# Square Mile Genesis... Am I missing something here?



## GreyGuitar (Oct 17, 2013)

Hey everyone,

I'm pretty new to making any kind of serious attempt to brew "decent' coffee at home. I'm a long time lover of quality coffee if I'm out, but only recently made efforts to enjoy similar when I'm home.

So, I'm using a drip machine, paper filters and a burr grinder. Up until this point, I've been trying a number of "readily available in the store" beans and settled on Illy Espresso beans as a definite favourite. I've since learned that espresso beans are actually a thing and different to roasts designed for filter machines. Nevertheless, I enjoy the Illy cup over anything else I've tried. As a point of reference, my least favourite thus far is Lavazza, which I found tasted not unlike wet cigarettes.

Last week, I purchased some Genesis Filter from Square Mile. Excitedly dosed the grinder and ground out on the finest setting. Brewed it through my normal machine and awaited what I had been told would be a great cup of coffee. What actually resulted however, was an amber, flavoured water which smelled and tasted like a coffee flavoured herbal tea... clearly far too weak.

So, I'm thinking I've gotten something drastically wrong here. But I used the exact same methods as I did with the Illy beans so I'm throwing the question over to the experts to see what could've caused the problem.

I use the Bodum thermal glasses (.3L) which is about 3 cups worth on my machine. So, with the Illy beans I would use about 3 to 3.5 tbsp's of beans. The same amount with the Square Mile results in the translucent flavoured water.

Here's the problem, I tried adding another scoop of Square Mile, so 4.5 tbsps, to 3 cups water, and it was only marginally better. Surely the solution isn't to just add more beans? 5 scoops for 1 mug of coffee doesn't seem right.

So, what exactly am I doing wrong here?


----------



## Glenn (Jun 14, 2008)

Welcome to Coffee Forums UK

Do you have a set of scales?

Could you weigh each 'scoop' and also advise the volume of water so that we can understand the brewing ratio?


----------



## GreyGuitar (Oct 17, 2013)

Thanks, Glenn.

I don't have any scales, but I've been considering some as I thought weighing might be a good thing to start doing.

I'm using 3-4 normal tablespoons of beans, and about 325ml of water.


----------



## Glenn (Jun 14, 2008)

Further advice that may help is shown in red

So, I'm using a drip machine, paper filters and a burr grinder.

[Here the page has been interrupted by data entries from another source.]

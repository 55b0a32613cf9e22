use std::path::PathBuf;

use anyhow::Result;
use clap::Parser;
use tracing_subscriber::EnvFilter;

use density_harvest::{
    engine::{EngineBuilder, EngineSettings},
    scenario::ScenarioLoader,
    systems::{AgingSystem, BookkeepingSystem, HarvestSystem},
};

#[derive(Debug, Parser)]
#[command(author, version, about = "Density harvest scenario runner")]
struct Cli {
    /// Path to the scenario YAML file
    #[arg(long, default_value = "scenarios/thinning_demo.yaml")]
    scenario: PathBuf,

    /// Override timestep count (uses scenario default when omitted)
    #[arg(long)]
    timesteps: Option<u64>,

    /// Log filter used when RUST_LOG is unset (defaults to the scenario's level)
    #[arg(long)]
    log_level: Option<String>,
}

fn main() -> Result<()> {
    let cli = Cli::parse();
    let loader = ScenarioLoader::new(".");
    let scenario = loader.load(&cli.scenario)?;

    let level = cli
        .log_level
        .clone()
        .unwrap_or_else(|| scenario.logging.level.clone());
    let filter = EnvFilter::try_from_default_env().unwrap_or_else(|_| EnvFilter::new(level));
    tracing_subscriber::fmt().with_env_filter(filter).init();

    let mut world = scenario.build_world()?;
    let timesteps = scenario.timesteps(cli.timesteps);

    let settings = EngineSettings {
        scenario_name: scenario.name.clone(),
        seed: scenario.seed,
    };

    let mut engine = EngineBuilder::new(settings)
        .with_system(HarvestSystem::new())
        .with_system(BookkeepingSystem::new())
        .with_system(AgingSystem::new())
        .build();

    engine.run(&mut world, timesteps)?;
    print!("{}", serde_yaml::to_string(world.summaries())?);
    println!(
        "Scenario '{}' completed for {} timesteps. Harvest events: {}. Standing trees: {} ({:.2} m² basal area)",
        scenario.name,
        timesteps,
        world.events().len(),
        world.landscape().total_trees(),
        world.landscape().total_basal_area()
    );
    Ok(())
}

Rinse the paper filter before use

What grinder are you using?

Up until this point, I've been trying a number of "readily available in the store" beans and settled on Illy Espresso beans as a definite favourite. I've since learned that espresso beans are actually a thing and different to roasts designed for filter machines. Nevertheless, I enjoy the Illy cup over anything else I've tried. As a point of reference, my least favourite thus far is Lavazza, which I found tasted not unlike wet cigarettes.

Last week, I purchased some Genesis Filter from Square Mile. Excitedly dosed the grinder and ground out on the finest setting

Try a coarser setting - this will help with the infusion process

. Brewed it through my normal machine

What model?

What water temperature?

How long is the water in contact with the coffee?

and awaited what I had been told would be a great cup of coffee. What actually resulted however, was an amber, flavoured water which smelled and tasted like a coffee flavoured herbal tea... clearly far too weak.

So, I'm thinking I've gotten something drastically wrong here. But I used the exact same methods as I did with the Illy beans so I'm throwing the question over to the experts to see what could've caused the problem.

I use the Bodum thermal glasses (.3L) which is about 3 cups worth on my machine. So, with the Illy beans I would use about 3 to 3.5 tbsp's of beans. The same amount with the Square Mile results in the translucent flavoured water.

Here's the problem, I tried adding another scoop of Square Mile, so 4.5 tbsps, to 3 cups water, and it was only marginally better. Surely the solution isn't to just add more beans? 5 scoops for 1 mug of coffee doesn't seem right.

Try and use 60g coffee / Litre of water as a starting value

With brewed coffee, less is more

So, what exactly am I doing wrong here?


----------



## GreyGuitar (Oct 17, 2013)

Ok, I'm using some pretty basic stuff, hopefully that isn't the issue!

Machine: DeLonghi ICM15210

Grinder: DeLonghi KG79

As for the water temperature, I'm afraid I have no idea, the machine has one button, and one button only!

So I should try a coarser grind? For some reason I was under the impression that finer is better for drip machines.


----------



## garydyke1 (Mar 9, 2011)

,dont expect a lighter roast specialty coffee to have anywhere near the body/mouthfeel of pre-packaged mass-produced charcoal.

Some of the best brewed coffee I have ever had could be classed as amber, transparent, coffee-flavoured-fruit tea : )

Start with 60g per litre and play with grind until youre happy.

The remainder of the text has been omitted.